The trouble with electing Presidents; and Ted Egan - we're watching you. Print E-mail
Written by Professor David Flint AM   
Tuesday, 09 December 2003

If you look around the world, at almost any time, there always seems to be some problem with some president somewhere. Today it's in Sri Lanka, and in Georgia. Then there is Serbia, where on three occasions the people have shown their contempt for their republic by boycotting the election for a president. Not once, but three times! I have been attacked for saying that Australians are not interested in their nation becoming a republic.

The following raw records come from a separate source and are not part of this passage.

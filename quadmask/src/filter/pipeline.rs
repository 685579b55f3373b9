//! Filtering call boundary
//!
//! Ties the catalogue, the convolution engine and the scaling engine into the
//! single entry point consumers call: look the kernel up by name, filter with
//! the configured border policy and pass count, scale once at the end.

use image::RgbaImage;

use crate::filter::convolve::{apply_kernel, apply_kernel_gray, FilterError, FilterOptions};
use crate::filter::scale::{scale, ScalingMethod};
use crate::kernel::kernel_by_name;

/// Immutable configuration for one filtering call.
#[derive(Debug, Clone, Copy, Default)]
pub struct FilterConfig {
    /// Convolution options: border policy, border color, pass count
    pub options: FilterOptions,
    /// Output mapping, applied once after all passes
    pub scaling: ScalingMethod,
}

/// Filter an image by catalogue kernel name and scale the result.
///
/// The degenerate 1x1 pass-through combined with `Clip` scaling filters all
/// four channels directly; every other combination reduces the image to its
/// luminance plane first, so edge and smoothing masks work on gray values.
/// The output buffer always has the input's dimensions.
///
/// # Arguments
/// * `image` - Input color buffer (never mutated)
/// * `kernel_name` - Catalogue key, e.g. `"laplace_4"`
/// * `config` - Filtering and scaling configuration
///
/// # Returns
/// * The filtered, scaled buffer, or a [`FilterError`] describing the first
///   invalid parameter
///
/// # Examples
///
/// ```rust
/// use image::{Rgba, RgbaImage};
/// use quadmask::filter::{filter_and_scale, FilterConfig};
///
/// let image = RgbaImage::from_pixel(8, 8, Rgba([90, 90, 90, 255]));
/// let result = filter_and_scale(&image, "smooth_gauss", &FilterConfig::default()).unwrap();
/// assert_eq!(result.dimensions(), (8, 8));
/// ```
pub fn filter_and_scale(
    image: &RgbaImage,
    kernel_name: &str,
    config: &FilterConfig,
) -> Result<RgbaImage, FilterError> {
    let kernel = kernel_by_name(kernel_name)
        .ok_or_else(|| FilterError::UnknownKernel(kernel_name.to_string()))?;

    let planes = if kernel.is_identity() && config.scaling == ScalingMethod::Clip {
        apply_kernel(image, kernel, &config.options)?
    } else {
        apply_kernel_gray(image, kernel, &config.options)?
    };

    Ok(scale(&planes, config.scaling))
}

#[cfg(test)]
mod tests {
    use super::*;
    use crate::filter::convolve::BorderPolicy;
    use crate::kernel::ALL_KERNELS;
    use image::Rgba;

    #[test]
    fn test_unknown_kernel_name() {
        let image = RgbaImage::new(2, 2);
        let result = filter_and_scale(&image, "gaussian_blur", &FilterConfig::default());
        assert!(matches!(result, Err(FilterError::UnknownKernel(name)) if name == "gaussian_blur"));
    }

    #[test]
    fn test_identity_clip_keeps_all_channels() {
        let image = RgbaImage::from_pixel(3, 2, Rgba([10, 200, 30, 255]));
        let result = filter_and_scale(&image, "identity", &FilterConfig::default()).unwrap();
        assert_eq!(result, image);
    }

    #[test]
    fn test_non_clip_identity_goes_gray() {
        let mut image = RgbaImage::new(2, 1);
        image.put_pixel(0, 0, Rgba([255, 0, 0, 255]));
        image.put_pixel(1, 0, Rgba([0, 0, 0, 255]));

        let config = FilterConfig {
            scaling: ScalingMethod::LinearStretch,
            ..Default::default()
        };
        let result = filter_and_scale(&image, "identity", &config).unwrap();
        // Luminance [76, 0] stretches to [255, 0], replicated into RGB
        assert_eq!(result.get_pixel(0, 0).0, [255, 255, 255, 255]);
        assert_eq!(result.get_pixel(1, 0).0, [0, 0, 0, 255]);
    }

    #[test]
    fn test_sobel_on_step_edge() {
        // Columns 0-1 black, 2-3 white: the horizontal gradient peaks on the
        // two columns straddling the step and vanishes on the flat sides.
        let image = RgbaImage::from_fn(4, 2, |x, _| {
            if x < 2 {
                Rgba([0, 0, 0, 255])
            } else {
                Rgba([255, 255, 255, 255])
            }
        });
        let config = FilterConfig {
            scaling: ScalingMethod::ThreeLevel,
            ..Default::default()
        };
        let result = filter_and_scale(&image, "sobel_x", &config).unwrap();
        let levels: Vec<u8> = (0..4).map(|x| result.get_pixel(x, 0).0[0]).collect();
        assert_eq!(levels, vec![128, 255, 255, 128]);
    }

    #[test]
    fn test_validation_propagates() {
        let empty = RgbaImage::new(0, 0);
        assert!(matches!(
            filter_and_scale(&empty, "smooth_box", &FilterConfig::default()),
            Err(FilterError::EmptyImage(0, 0))
        ));
    }

    #[test]
    fn test_output_dimensions_match_input() {
        let image = RgbaImage::from_pixel(7, 5, Rgba([50, 60, 70, 255]));
        for name in ["identity", "smooth_box", "laplace_8"] {
            let result = filter_and_scale(&image, name, &FilterConfig::default()).unwrap();
            assert_eq!(result.dimensions(), (7, 5), "{name} changed dimensions");
        }
    }

    #[test]
    fn test_zero_sum_kernels_vanish_on_constant_color() {
        // A constant buffer has no gradients: every derivative mask must
        // respond with exact zero once the replicated border removes edge
        // effects, and clipping maps that to black.
        let image = RgbaImage::from_pixel(6, 5, Rgba([90, 140, 200, 255]));
        let config = FilterConfig {
            options: FilterOptions {
                border: BorderPolicy::Replicate,
                ..Default::default()
            },
            scaling: ScalingMethod::Clip,
        };
        for kernel in ALL_KERNELS.iter().filter(|kernel| kernel.sum() == 0) {
            let result = filter_and_scale(&image, kernel.name(), &config).unwrap();
            assert!(
                result.pixels().all(|pixel| pixel.0 == [0, 0, 0, 255]),
                "{} left a nonzero response on a constant buffer",
                kernel.name()
            );
        }
    }

    #[test]
    fn test_sum_one_kernel_preserves_constant_image() {
        // Sharpening a flat mid-gray field changes nothing: the weighted sum
        // collapses to the center sample, so the clipped output repeats the
        // input level in every color channel.
        let image = RgbaImage::from_pixel(4, 4, Rgba([100, 100, 100, 255]));
        let config = FilterConfig {
            options: FilterOptions {
                border: BorderPolicy::Replicate,
                ..Default::default()
            },
            scaling: ScalingMethod::Clip,
        };
        let result = filter_and_scale(&image, "sharpen", &config).unwrap();
        assert!(result
            .pixels()
            .all(|pixel| pixel.0 == [100, 100, 100, 255]));
    }
}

But in doing so, I have merely been quoting the words of the republican leader, Malcolm Tumbull, who wrote precisely that in his diary a few months before the 1999 referendum. Pity he didn't tell us beforehand - we could have called it off and saved the taxpayer millions of dollars. I was reminded of the problems with presidents because of recent events in the Australian Labor Party. Now it was always obvious than the Labor Party had at most a lukewarm interest in a republic. It was slipped into the platform at one of those  interminable conferences when many of the delegates had gone home. But Paul Keating certainly found it a useful issue to distract us from his abandoning traditional Labor policies, especially in selling off the crown jewels, particularly the  commonwealth Bank. And by threatening it, with the adulation of the commentarariat, he was able to make some nervous coalition politicians take fright and think they had better look modem and be relevant and join this winning bandwagon. As the stalwart ones would not, he then hoped to sit back and enjoy the divisions in their ranks.

 

But the ALP was never really interested, and even their participation in the referendum in 1999 was more to enjoy divisions in the coalition ranks and to treat a "Yes" vote as a vote of no confidence in John Howard. But the Labor rank and file - not the cafe latte set - solidly voted "No". Then why, oh why, did the ALP change its constitution to provide for a president elected by the rank and file? Was it because they had spent too much time reading the terms of the first Keating Tumbull republic? As Justice Ken Handley has demonstrated from an actual case study, this has the potential of producing two competing politicians trying to govern the country. It would have been better for the ALP to have had the Leader elected by the rank and file, as the Democrats do and, inexplicably, the British Tories do in certain cases. It is not a good idea - it is obviously better for the MPs to choose the person they know to lead them. But it would be infinitely better than having what the public – in confusion - and the media - in delight - will see as not one leader, but two. It will make the ALP less attractive to the voter. And for this role the ALP could not have chosen a more appropriate first president, the former front bencher and Premier of Western Australia, Dr Carmen Lawrence. Not only is her memory apparently restored, she has a self-proclaimed ability to distil what are rank-and-file views – and then to proclaim them from the rooftops. This is particularly so in relation to Labor's Achilles heel, border protection. Her views there are closer to the Greens, and a long way from those of the Leader of the Opposition.

 

Whenever the smugglers try to land their clients, and the government reacts, there will be the usual condemnation of the government by the Greens, the Democrats, and a distancing by parliamentary Labor. But in addition there will be a very newsworthy story - the ALP president and the Greens will be singing from the same hymn sheet. That itself will be the story, along with divisions in the ALP. And not only will this occur on this issue - Dr Lawrence has only one year to make or remake her mark - and she will use it. And she is not short of views. Why did the ALP get itself into this mess? But there is an answer; consistent with modern ALP policy. In determining parliamentary representation, the ALP today seems more and more attracted to, if not the hereditary, at least an aristocratic principle. Under this an increasing proportion of parliamentary representation is being reserved to the great aristocratic Labor families. If they are prepared to forgive a former inoffensive president, Dr Barry Jones, his very complete but complicated diagrammatic representation of Labor's education policy for the last election - which was immortally panned by some wag as "meatballs and spaghetti" - he could be part of the answer. They could then vest the federal presidency in Dr Jones, his heirs and successors according to law! No more elections, and no more According to the Weekend Australian of 22-23 November 2003, the new administrator of the Northern Territory, Mr Ted Egan, once featured in a republican advertisement Mr Egan has an unusual background for this position; he was once a bush song man, then a poet, filmmaker and champion of Aboriginal reconciliation.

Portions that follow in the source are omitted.